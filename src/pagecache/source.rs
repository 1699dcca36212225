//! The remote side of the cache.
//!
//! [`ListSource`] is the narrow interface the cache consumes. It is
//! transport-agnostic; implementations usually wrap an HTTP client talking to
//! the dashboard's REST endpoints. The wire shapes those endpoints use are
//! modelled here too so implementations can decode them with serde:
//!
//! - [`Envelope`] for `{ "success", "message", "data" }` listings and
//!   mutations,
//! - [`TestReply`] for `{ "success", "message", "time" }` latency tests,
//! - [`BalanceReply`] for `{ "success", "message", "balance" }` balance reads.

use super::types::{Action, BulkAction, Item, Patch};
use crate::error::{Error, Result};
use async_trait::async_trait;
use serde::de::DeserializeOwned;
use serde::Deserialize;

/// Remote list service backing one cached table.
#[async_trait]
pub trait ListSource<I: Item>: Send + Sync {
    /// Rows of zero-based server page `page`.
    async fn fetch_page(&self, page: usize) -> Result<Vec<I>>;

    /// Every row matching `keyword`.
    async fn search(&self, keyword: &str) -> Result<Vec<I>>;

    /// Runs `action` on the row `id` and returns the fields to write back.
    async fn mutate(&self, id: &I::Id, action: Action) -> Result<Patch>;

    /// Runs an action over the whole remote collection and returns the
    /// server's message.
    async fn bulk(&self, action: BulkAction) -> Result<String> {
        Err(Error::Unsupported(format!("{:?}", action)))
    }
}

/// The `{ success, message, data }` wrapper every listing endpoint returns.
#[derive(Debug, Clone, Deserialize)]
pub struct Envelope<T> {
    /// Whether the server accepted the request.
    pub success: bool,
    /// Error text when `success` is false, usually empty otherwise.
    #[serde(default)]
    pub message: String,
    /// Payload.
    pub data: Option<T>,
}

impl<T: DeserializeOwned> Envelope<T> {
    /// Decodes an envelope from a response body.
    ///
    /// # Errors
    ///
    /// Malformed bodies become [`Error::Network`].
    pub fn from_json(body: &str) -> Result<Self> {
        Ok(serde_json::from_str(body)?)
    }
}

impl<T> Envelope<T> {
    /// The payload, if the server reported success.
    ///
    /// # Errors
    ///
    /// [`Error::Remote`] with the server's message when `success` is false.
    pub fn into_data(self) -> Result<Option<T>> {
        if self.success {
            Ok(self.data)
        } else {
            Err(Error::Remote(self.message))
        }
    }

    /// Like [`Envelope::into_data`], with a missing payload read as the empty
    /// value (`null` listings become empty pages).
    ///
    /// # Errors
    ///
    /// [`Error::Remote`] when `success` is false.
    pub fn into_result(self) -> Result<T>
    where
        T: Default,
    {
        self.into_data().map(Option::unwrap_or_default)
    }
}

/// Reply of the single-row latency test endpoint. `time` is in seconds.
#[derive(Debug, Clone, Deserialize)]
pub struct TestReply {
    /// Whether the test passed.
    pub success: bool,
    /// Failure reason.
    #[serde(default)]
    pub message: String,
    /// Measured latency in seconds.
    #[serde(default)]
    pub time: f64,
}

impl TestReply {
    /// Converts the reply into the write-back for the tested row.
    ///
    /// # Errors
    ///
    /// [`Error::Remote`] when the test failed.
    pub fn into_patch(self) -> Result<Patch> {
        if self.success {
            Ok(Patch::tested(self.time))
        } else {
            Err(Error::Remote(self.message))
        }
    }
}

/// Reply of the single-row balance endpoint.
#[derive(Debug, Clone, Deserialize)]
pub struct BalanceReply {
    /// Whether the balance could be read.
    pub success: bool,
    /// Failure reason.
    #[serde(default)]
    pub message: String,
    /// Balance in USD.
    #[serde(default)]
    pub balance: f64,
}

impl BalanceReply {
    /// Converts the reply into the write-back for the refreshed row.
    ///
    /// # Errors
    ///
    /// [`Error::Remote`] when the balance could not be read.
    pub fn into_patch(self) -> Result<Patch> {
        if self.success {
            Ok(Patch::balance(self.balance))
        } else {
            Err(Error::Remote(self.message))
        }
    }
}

:::

Using the listing, copy every line where the word "DeserializeOwned" shows up.

use serde::de::DeserializeOwned;
impl<T: DeserializeOwned> Envelope<T> {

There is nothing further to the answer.